WHAT TO WORK ON: Output must match the data below exactly from its first line through the line that contains "terms of the GNU", with no other line.

[Collected data]
--- START ---
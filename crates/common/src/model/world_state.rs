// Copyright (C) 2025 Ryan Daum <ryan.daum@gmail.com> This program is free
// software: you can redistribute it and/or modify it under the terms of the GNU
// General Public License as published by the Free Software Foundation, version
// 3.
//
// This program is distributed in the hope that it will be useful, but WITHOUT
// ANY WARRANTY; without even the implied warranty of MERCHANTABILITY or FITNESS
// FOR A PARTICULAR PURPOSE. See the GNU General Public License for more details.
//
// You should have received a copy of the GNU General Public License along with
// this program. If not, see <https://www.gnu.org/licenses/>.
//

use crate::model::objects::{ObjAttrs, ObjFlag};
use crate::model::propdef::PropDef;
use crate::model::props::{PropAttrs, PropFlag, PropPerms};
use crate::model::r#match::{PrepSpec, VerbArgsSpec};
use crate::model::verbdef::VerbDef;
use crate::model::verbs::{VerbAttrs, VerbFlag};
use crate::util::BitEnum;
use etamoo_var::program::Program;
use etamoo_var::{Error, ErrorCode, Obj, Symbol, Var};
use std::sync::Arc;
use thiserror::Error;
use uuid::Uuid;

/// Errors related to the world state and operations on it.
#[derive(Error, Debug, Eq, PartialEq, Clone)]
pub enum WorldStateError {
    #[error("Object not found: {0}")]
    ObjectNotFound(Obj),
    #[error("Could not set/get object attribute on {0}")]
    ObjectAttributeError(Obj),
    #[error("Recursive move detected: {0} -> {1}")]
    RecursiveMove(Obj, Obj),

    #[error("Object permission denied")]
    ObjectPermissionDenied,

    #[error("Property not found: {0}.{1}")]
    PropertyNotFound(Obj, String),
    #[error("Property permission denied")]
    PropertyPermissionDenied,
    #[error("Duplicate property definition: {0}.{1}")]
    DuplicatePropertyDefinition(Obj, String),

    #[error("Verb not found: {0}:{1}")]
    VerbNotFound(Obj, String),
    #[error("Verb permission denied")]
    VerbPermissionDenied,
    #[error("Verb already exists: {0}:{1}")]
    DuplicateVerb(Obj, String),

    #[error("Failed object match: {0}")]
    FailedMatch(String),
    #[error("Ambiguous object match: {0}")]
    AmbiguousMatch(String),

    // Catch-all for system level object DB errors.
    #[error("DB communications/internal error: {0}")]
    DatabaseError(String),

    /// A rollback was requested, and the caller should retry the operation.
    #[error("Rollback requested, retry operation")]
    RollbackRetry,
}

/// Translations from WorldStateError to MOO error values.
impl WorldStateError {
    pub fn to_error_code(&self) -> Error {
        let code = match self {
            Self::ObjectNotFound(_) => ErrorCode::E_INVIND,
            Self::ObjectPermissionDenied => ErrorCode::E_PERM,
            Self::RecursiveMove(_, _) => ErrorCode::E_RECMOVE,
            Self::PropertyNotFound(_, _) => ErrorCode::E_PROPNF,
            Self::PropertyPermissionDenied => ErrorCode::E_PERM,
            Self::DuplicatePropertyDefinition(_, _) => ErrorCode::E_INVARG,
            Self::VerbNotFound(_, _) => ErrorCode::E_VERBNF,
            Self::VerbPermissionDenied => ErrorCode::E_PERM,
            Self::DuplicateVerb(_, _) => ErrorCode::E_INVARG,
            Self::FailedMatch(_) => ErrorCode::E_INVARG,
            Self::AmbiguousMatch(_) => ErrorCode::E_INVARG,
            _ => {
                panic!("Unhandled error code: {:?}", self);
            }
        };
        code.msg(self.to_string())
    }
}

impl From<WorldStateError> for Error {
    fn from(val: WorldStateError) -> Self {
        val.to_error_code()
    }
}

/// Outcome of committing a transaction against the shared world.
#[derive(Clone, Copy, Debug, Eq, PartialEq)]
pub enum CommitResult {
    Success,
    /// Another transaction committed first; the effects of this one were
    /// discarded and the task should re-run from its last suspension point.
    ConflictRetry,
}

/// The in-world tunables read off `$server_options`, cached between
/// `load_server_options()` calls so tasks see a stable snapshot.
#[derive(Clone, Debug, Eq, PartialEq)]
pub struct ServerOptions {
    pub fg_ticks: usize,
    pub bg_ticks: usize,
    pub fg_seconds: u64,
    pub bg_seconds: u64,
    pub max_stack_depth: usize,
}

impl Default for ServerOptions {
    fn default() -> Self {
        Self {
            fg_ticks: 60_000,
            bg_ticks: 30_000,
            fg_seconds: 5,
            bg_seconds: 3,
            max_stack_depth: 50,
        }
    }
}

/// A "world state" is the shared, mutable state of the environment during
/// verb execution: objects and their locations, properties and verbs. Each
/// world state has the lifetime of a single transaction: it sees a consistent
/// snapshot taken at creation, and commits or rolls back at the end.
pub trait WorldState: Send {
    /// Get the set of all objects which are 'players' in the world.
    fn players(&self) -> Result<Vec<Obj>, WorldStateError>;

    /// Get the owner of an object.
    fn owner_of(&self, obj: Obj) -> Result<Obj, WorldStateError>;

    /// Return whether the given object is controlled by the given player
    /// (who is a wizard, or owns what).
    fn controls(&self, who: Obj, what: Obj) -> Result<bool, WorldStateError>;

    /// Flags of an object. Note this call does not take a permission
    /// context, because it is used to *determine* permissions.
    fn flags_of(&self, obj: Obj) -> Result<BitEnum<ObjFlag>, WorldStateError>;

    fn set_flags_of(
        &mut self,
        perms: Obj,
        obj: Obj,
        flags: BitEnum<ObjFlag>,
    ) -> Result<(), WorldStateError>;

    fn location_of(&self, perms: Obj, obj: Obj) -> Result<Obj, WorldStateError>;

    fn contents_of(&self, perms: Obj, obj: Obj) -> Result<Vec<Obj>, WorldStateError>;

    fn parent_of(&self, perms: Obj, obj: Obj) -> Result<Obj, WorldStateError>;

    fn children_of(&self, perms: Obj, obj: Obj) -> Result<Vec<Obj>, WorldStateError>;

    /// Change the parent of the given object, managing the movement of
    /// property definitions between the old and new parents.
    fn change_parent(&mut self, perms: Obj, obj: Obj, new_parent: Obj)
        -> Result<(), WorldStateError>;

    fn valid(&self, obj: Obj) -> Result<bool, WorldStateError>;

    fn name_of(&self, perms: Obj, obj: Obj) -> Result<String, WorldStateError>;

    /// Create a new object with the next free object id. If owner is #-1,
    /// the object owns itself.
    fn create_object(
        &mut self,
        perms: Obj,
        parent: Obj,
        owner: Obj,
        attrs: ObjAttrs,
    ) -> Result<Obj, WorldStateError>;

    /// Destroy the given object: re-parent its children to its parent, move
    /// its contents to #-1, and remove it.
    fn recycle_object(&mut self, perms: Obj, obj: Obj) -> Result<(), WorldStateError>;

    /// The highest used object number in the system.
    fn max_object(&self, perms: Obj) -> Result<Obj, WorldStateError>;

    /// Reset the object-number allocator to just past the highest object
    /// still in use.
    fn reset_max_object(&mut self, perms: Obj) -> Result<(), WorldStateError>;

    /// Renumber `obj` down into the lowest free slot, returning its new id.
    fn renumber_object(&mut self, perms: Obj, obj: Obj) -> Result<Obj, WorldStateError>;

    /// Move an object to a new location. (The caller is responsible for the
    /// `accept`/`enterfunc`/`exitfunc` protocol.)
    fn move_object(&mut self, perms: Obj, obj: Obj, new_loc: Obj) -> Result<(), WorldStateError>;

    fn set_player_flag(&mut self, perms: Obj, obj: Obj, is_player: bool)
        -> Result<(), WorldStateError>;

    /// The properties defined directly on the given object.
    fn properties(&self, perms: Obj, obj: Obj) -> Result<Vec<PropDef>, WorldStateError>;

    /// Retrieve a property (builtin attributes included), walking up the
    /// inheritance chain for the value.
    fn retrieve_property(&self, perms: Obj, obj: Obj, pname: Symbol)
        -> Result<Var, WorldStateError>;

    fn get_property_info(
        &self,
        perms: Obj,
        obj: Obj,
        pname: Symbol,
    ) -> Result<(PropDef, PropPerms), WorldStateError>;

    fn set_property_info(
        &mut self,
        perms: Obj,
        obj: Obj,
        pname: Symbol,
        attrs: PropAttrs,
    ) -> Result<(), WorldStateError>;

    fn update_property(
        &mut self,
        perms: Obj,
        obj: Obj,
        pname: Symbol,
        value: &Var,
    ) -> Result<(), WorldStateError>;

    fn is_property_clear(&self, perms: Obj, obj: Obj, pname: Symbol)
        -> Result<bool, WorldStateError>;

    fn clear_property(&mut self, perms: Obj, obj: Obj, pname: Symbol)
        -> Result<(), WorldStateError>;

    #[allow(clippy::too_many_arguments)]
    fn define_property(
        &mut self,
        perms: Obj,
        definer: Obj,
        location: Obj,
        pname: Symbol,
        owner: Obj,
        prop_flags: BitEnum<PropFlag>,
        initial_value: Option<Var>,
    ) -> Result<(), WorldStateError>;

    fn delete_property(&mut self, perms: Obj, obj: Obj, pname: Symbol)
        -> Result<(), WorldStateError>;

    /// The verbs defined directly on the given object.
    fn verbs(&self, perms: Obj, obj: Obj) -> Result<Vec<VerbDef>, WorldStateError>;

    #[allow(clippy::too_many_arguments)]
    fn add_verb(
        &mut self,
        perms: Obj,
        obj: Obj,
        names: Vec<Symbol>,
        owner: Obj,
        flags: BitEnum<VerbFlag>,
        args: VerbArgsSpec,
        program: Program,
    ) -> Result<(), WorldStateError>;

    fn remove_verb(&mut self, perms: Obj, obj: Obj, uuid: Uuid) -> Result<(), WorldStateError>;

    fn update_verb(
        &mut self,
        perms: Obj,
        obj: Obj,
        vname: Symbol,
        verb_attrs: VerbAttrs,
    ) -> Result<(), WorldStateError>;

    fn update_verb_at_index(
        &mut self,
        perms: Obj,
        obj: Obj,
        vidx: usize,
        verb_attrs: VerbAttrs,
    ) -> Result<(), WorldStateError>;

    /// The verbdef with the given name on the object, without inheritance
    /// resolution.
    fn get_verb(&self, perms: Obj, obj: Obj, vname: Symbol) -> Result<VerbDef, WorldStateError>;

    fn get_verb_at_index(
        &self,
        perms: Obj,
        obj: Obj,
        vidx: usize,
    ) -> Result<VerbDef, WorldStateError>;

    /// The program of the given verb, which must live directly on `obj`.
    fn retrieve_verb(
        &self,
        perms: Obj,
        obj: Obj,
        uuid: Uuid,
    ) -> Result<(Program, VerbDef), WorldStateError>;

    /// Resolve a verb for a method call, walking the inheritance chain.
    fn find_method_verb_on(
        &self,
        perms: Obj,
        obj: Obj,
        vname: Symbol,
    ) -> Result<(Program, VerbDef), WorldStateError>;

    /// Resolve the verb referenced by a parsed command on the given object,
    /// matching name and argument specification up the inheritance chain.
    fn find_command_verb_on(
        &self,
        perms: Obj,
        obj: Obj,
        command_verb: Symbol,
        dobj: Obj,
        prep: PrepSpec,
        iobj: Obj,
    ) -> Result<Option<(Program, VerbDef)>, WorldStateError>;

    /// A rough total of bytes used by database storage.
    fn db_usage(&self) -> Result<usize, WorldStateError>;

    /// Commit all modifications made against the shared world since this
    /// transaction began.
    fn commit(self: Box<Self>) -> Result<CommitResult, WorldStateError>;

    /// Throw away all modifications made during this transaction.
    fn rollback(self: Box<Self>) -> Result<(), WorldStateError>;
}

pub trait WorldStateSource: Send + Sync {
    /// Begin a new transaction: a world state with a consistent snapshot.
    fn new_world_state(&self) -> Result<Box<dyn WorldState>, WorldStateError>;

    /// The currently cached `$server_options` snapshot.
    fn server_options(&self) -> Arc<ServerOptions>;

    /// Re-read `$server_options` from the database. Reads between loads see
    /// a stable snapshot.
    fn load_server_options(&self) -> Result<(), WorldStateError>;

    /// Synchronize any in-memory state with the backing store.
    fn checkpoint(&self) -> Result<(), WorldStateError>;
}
--- END ---
ANSWER FOR THE TASK:
filename crates/common/src/model/world_state.rs
// Copyright (C) 2025 Ryan Daum <ryan.daum@gmail.com> This program is free
// software: you can redistribute it and/or modify it under the terms of the GNU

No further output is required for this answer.